//! The exchange contract and its implementations.
//!
//! An exchange routes [`Packet`]s by string id. An id is either claimed by
//! one exclusive [`Handler`] (`register`) or carries a list of broadcast
//! subscribers (`subscribe`), never both.
//!
//! Handlers are channels: a [`Handler`] is the sending half and the
//! application drains the paired [`Inbox`]. Delivery is therefore never a
//! call back into application code, so `publish` cannot re-enter its caller
//! no matter which implementation is configured.
//!
//! - [`local::LocalExchange`] keeps everything in-process.
//! - [`hashed::HashedExchange`] shards ids over several exchanges.
//! - [`bypass::LocalBypassExchange`] short-circuits publishes to destinations
//!   registered in this process.
//! - [`wire::WireExchange`] talks to a standalone broker over TCP.

use std::sync::Arc;

use futures::future::BoxFuture;
use tokio::sync::mpsc;

use crate::{error::ExchangeResult, packet::Packet};

pub mod bypass;
pub mod hashed;
pub mod local;
pub mod registry;
pub mod wire;

/// A packet arriving at a registered or subscribed id.
#[derive(Debug, Clone, PartialEq, Eq)]
pub struct Delivery {
    pub destination: String,
    pub packet: Packet,
}

/// Receiving side of a [`Handler`].
pub type Inbox = mpsc::UnboundedReceiver<Delivery>;

/// Destination for inbound packets.
///
/// Two handlers are the same handler when they feed the same inbox.
#[derive(Debug, Clone)]
pub struct Handler {
    tx: mpsc::UnboundedSender<Delivery>,
}

impl Handler {
    /// Creates a handler together with the inbox it feeds.
    pub fn channel() -> (Self, Inbox) {
        let (tx, rx) = mpsc::unbounded_channel();
        (Self { tx }, rx)
    }

    pub fn same_as(&self, other: &Handler) -> bool {
        self.tx.same_channel(&other.tx)
    }

    /// True once the inbox has been dropped.
    pub fn is_closed(&self) -> bool {
        self.tx.is_closed()
    }

    /// Queues `packet` for the inbox with its cursor rewound. Returns false
    /// when the inbox is gone.
    pub(crate) fn deliver(&self, destination: &str, mut packet: Packet) -> bool {
        packet.rewind();
        self.tx
            .send(Delivery {
                destination: destination.to_owned(),
                packet,
            })
            .is_ok()
    }
}

/// The exchange contract.
///
/// Every operation is asynchronous and none takes effect before it is
/// awaited. Errors of kind [`ExchangeError::AlreadyExists`] and
/// [`ExchangeError::NotFound`] are ordinary outcomes for the caller to handle.
///
/// [`ExchangeError::AlreadyExists`]: crate::error::ExchangeError::AlreadyExists
/// [`ExchangeError::NotFound`]: crate::error::ExchangeError::NotFound
pub trait Exchange: Send + Sync {
    /// Claims `id` exclusively for `handler`.
    fn register<'a>(&'a self, id: &'a str, handler: Handler) -> BoxFuture<'a, ExchangeResult<()>>;

    /// Releases an exclusive claim.
    fn unregister<'a>(&'a self, id: &'a str) -> BoxFuture<'a, ExchangeResult<()>>;

    /// Adds `handler` to the broadcast list for `id`.
    fn subscribe<'a>(&'a self, id: &'a str, handler: Handler)
        -> BoxFuture<'a, ExchangeResult<()>>;

    /// Swaps the exclusive handler for `id` without a window where the id is
    /// unclaimed. `old` must be the current handler.
    fn replace_message_handler<'a>(
        &'a self,
        id: &'a str,
        old: &'a Handler,
        new: Handler,
    ) -> BoxFuture<'a, ExchangeResult<()>>;

    /// Delivers `packet` to whoever holds `destination`.
    fn publish<'a>(&'a self, destination: &'a str, packet: Packet)
        -> BoxFuture<'a, ExchangeResult<()>>;
}

pub type SharedExchange = Arc<dyn Exchange>;

impl<E: Exchange + ?Sized> Exchange for Arc<E> {
    fn register<'a>(&'a self, id: &'a str, handler: Handler) -> BoxFuture<'a, ExchangeResult<()>> {
        (**self).register(id, handler)
    }

    fn unregister<'a>(&'a self, id: &'a str) -> BoxFuture<'a, ExchangeResult<()>> {
        (**self).unregister(id)
    }

    fn subscribe<'a>(
        &'a self,
        id: &'a str,
        handler: Handler,
    ) -> BoxFuture<'a, ExchangeResult<()>> {
        (**self).subscribe(id, handler)
    }

    fn replace_message_handler<'a>(
        &'a self,
        id: &'a str,
        old: &'a Handler,
        new: Handler,
    ) -> BoxFuture<'a, ExchangeResult<()>> {
        (**self).replace_message_handler(id, old, new)
    }

    fn publish<'a>(
        &'a self,
        destination: &'a str,
        packet: Packet,
    ) -> BoxFuture<'a, ExchangeResult<()>> {
        (**self).publish(destination, packet)
    }
}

### TASK DESCRIPTION
All lines that include the word "mpsc" must be copied from the material above.

### THE ANSWER
use tokio::sync::mpsc;
pub type Inbox = mpsc::UnboundedReceiver<Delivery>;
    tx: mpsc::UnboundedSender<Delivery>,
        let (tx, rx) = mpsc::unbounded_channel();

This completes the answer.